BRIEF
Quote exactly the lines spanning from the top of the data below to the line that contains "use crate::modules::rest::ApiResult;", including both.

■ ■ ■

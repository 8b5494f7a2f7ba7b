// Copyright © 2025 rustmailer.com
// Licensed under RustMailer License Agreement v1.0
// Unauthorized copying, modification, or distribution is prohibited.

use poem_openapi::{payload::Json, Object, OpenApi};
use serde::{Deserialize, Serialize};

use crate::modules::rest::api::ApiTags;
use crate::modules::rest::ApiResult;
use crate::rustmailbox_version;

#[derive(Clone, Debug, Eq, PartialEq, Deserialize, Serialize, Object)]
pub struct Info {
    pub version: String,
    pub commit: String,
    pub build: String,
}

pub struct InfoApi;

#[OpenApi(tag = "ApiTags::Info")]
impl InfoApi {
    /// Version, commit and build time of the running service.
    #[oai(path = "/info", method = "get", operation_id = "get_info")]
    async fn get_info(&self) -> ApiResult<Json<Info>> {
        Ok(Json(Info {
            version: rustmailbox_version!().to_string(),
            commit: env!("GIT_HASH").to_string(),
            build: env!("BUILD_TIME").to_string(),
        }))
    }
}
// Copyright © 2025 rustmailer.com
// Licensed under RustMailer License Agreement v1.0
// Unauthorized copying, modification, or distribution is prohibited.

use tracing::{debug, info, warn};

use crate::modules::{
    attribute::ItemExt,
    context::MailboxContext,
    coordinator::WriteBatch,
    database::{schema::*, Condition, TransactItem},
    error::{code::ErrorCode, MailboxError, MailboxResult, RecordKind},
    format::EmailType,
    hook::{
        events::{EventAction, MailboxEvent},
        notify_best_effort,
    },
    message::{email_kind, holds_draft_slot, load_email},
};

/// Condition under which an email row may be removed: trashed, or a draft.
pub(crate) fn deletable() -> Condition {
    Condition::exists(TRASHED_TIME).or(Condition::begins_with(
        TYPE_YEAR_MONTH,
        EmailType::Draft.prefix(),
    ))
}

/// `DELETE /emails/{id}`: permanently removes a trashed email or a draft.
///
/// Threaded emails are removed with their thread; a reply-draft also releases
/// its thread's `DraftID`.
pub async fn delete_email(ctx: &MailboxContext, message_id: &str) -> MailboxResult<()> {
    let item = load_email(ctx, message_id).await?;
    let kind = email_kind(&item)?;

    match (kind, item.get_s(THREAD_ID)) {
        (EmailType::Draft, Some(thread_id)) => {
            delete_reply_draft(ctx, message_id, thread_id).await?;
        }
        _ => {
            let condition = deletable().and(Condition::not_exists(THREAD_ID));
            match ctx.store.delete_item(message_id, Some(condition)).await {
                Ok(()) => {}
                Err(e) if e.is(ErrorCode::ConditionalCheckFailed) => {
                    return Err(classify_failure(ctx, message_id).await);
                }
                Err(e) => return Err(e),
            }
            if kind != EmailType::Draft {
                if let Err(e) = ctx.blobs.delete(message_id).await {
                    warn!("Failed to delete raw message {}: {}", message_id, e);
                }
            }
        }
    }
    info!("Deleted email {}", message_id);
    notify_best_effort(
        ctx.notifier.as_ref(),
        MailboxEvent::email(EventAction::Deleted, message_id),
    )
    .await;
    Ok(())
}

async fn delete_reply_draft(
    ctx: &MailboxContext,
    message_id: &str,
    thread_id: &str,
) -> MailboxResult<()> {
    let mut batch = WriteBatch::new();
    batch.push(TransactItem::delete(
        message_id,
        Some(Condition::begins_with(
            TYPE_YEAR_MONTH,
            EmailType::Draft.prefix(),
        )),
    ));
    if holds_draft_slot(ctx, thread_id, message_id).await? {
        batch.release_draft(thread_id, message_id);
    }
    batch.commit(ctx.store.as_ref()).await
}

/// Explains why a conditional delete was refused, from the row as it is now.
async fn classify_failure(ctx: &MailboxContext, message_id: &str) -> MailboxError {
    let item = match load_email(ctx, message_id).await {
        Ok(item) => item,
        Err(e) => return e,
    };
    if let (true, Some(thread_id)) = (item.has(TRASHED_TIME), item.get_s(THREAD_ID)) {
        debug!(
            "Email {} is a member of thread {}; it is removed with the thread",
            message_id, thread_id
        );
    }
    MailboxError::not_trashed(RecordKind::Email)
}
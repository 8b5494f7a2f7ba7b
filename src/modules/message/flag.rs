// Copyright © 2025 rustmailer.com
// Licensed under RustMailer License Agreement v1.0
// Unauthorized copying, modification, or distribution is prohibited.

use tracing::info;

use crate::{
    modules::{
        context::MailboxContext,
        database::{schema::*, Condition, Update},
        error::{code::ErrorCode, MailboxResult},
        format::EmailType,
        hook::{
            events::{EventAction, MailboxEvent},
            notify_best_effort,
        },
        message::load_email,
    },
    raise_error,
};

/// Marks an inbox email read (`read = true`) or unread.
///
/// Fails with `ReadActionFailed` when the email is not in the inbox or already
/// carries the requested state.
pub async fn mark_read(ctx: &MailboxContext, message_id: &str, read: bool) -> MailboxResult<()> {
    let inbox = Condition::begins_with(TYPE_YEAR_MONTH, EmailType::Inbox.prefix());
    let (update, condition, action) = if read {
        (
            Update::new().remove(UNREAD),
            inbox.and(Condition::exists(UNREAD)),
            EventAction::Read,
        )
    } else {
        (
            Update::new().set(UNREAD, true),
            inbox.and(Condition::not_exists(UNREAD)),
            EventAction::Unread,
        )
    };

    match ctx.store.update_item(message_id, update, Some(condition)).await {
        Ok(_) => {}
        Err(e) if e.is(ErrorCode::ConditionalCheckFailed) => {
            load_email(ctx, message_id).await?;
            return Err(raise_error!(
                format!("cannot mark email '{}' as {}", message_id, action),
                ErrorCode::ReadActionFailed
            ));
        }
        Err(e) => return Err(e),
    }
    info!("Marked {} as {}", message_id, action);
    notify_best_effort(ctx.notifier.as_ref(), MailboxEvent::email(action, message_id)).await;
    Ok(())
}
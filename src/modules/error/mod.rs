// Copyright © 2025 rustmailer.com
// Licensed under RustMailer License Agreement v1.0
// Unauthorized copying, modification, or distribution is prohibited.

use std::fmt::Formatter;

use crate::raise_error;
use bb8::RunError;
use code::ErrorCode;
use poem::http::StatusCode;
use poem_openapi::{payload::Json, ApiResponse, Object};
use snafu::{Location, Snafu};

pub mod code;
pub mod handler;

/// The kind of record a trash-state error refers to.
#[derive(Debug, Clone, Copy, PartialEq, Eq)]
pub enum RecordKind {
    Email,
    Thread,
}

impl std::fmt::Display for RecordKind {
    fn fmt(&self, f: &mut Formatter<'_>) -> std::fmt::Result {
        match self {
            RecordKind::Email => write!(f, "email"),
            RecordKind::Thread => write!(f, "thread"),
        }
    }
}

#[derive(Debug, Snafu)]
#[snafu(visibility(pub))]
pub enum MailboxError {
    #[snafu(display("{message}"))]
    Generic {
        message: String,
        #[snafu(implicit)]
        location: Location,
        code: ErrorCode,
    },
    #[snafu(display("{kind} is already trashed"))]
    AlreadyTrashed {
        kind: RecordKind,
        #[snafu(implicit)]
        location: Location,
    },
    #[snafu(display("{kind} is not trashed"))]
    NotTrashed {
        kind: RecordKind,
        #[snafu(implicit)]
        location: Location,
    },
}

pub type MailboxResult<T, E = MailboxError> = std::result::Result<T, E>;

impl MailboxError {
    pub fn code(&self) -> ErrorCode {
        match self {
            MailboxError::Generic { code, .. } => *code,
            MailboxError::AlreadyTrashed { .. } => ErrorCode::AlreadyTrashed,
            MailboxError::NotTrashed { .. } => ErrorCode::NotTrashed,
        }
    }

    pub fn location(&self) -> &Location {
        match self {
            MailboxError::Generic { location, .. }
            | MailboxError::AlreadyTrashed { location, .. }
            | MailboxError::NotTrashed { location, .. } => location,
        }
    }

    pub fn already_trashed(kind: RecordKind) -> Self {
        MailboxError::AlreadyTrashed {
            kind,
            location: Location::default(),
        }
    }

    pub fn not_trashed(kind: RecordKind) -> Self {
        MailboxError::NotTrashed {
            kind,
            location: Location::default(),
        }
    }

    pub fn is(&self, code: ErrorCode) -> bool {
        self.code() == code
    }
}

impl From<RunError<MailboxError>> for MailboxError {
    fn from(e: RunError<MailboxError>) -> Self {
        match e {
            RunError::User(e) => e,
            RunError::TimedOut => raise_error!(
                "Timed out while attempting to acquire a connection from the pool".into(),
                ErrorCode::ConnectionPoolTimeout
            ),
        }
    }
}

/// Error body returned by every endpoint.
#[derive(Debug, Clone, Object)]
pub struct ApiError {
    pub message: String,
}

impl From<MailboxError> for ApiErrorResponse {
    fn from(error: MailboxError) -> Self {
        let code = error.code();
        let message = error.to_string();
        if code.status().is_server_error() {
            tracing::error!(
                "API error occurred: [{:#?}] {} at {:?}",
                code,
                message,
                error.location()
            );
        } else {
            tracing::warn!("API error occurred: [{:#?}] {}", code, message);
        }
        ApiErrorResponse::Generic(code.status(), Json(ApiError::new(message)))
    }
}

impl ApiError {
    pub fn new(message: String) -> Self {
        Self { message }
    }
}

impl std::fmt::Display for ApiError {
    fn fmt(&self, f: &mut Formatter<'_>) -> std::fmt::Result {
        write!(f, "Error: {}", self.message)
    }
}

impl std::error::Error for ApiError {}

#[derive(Debug, Clone, ApiResponse)]
pub enum ApiErrorResponse {
    Generic(StatusCode, Json<ApiError>),
}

■ ■ ■

EXERCISE SOLUTION
repository 8b5494f7a2f7ba7b
// Copyright © 2025 rustmailer.com
// Licensed under RustMailer License Agreement v1.0
// Unauthorized copying, modification, or distribution is prohibited.

use poem_openapi::{payload::Json, Object, OpenApi};
use serde::{Deserialize, Serialize};

use crate::modules::rest::api::ApiTags;
use crate::modules::rest::ApiResult;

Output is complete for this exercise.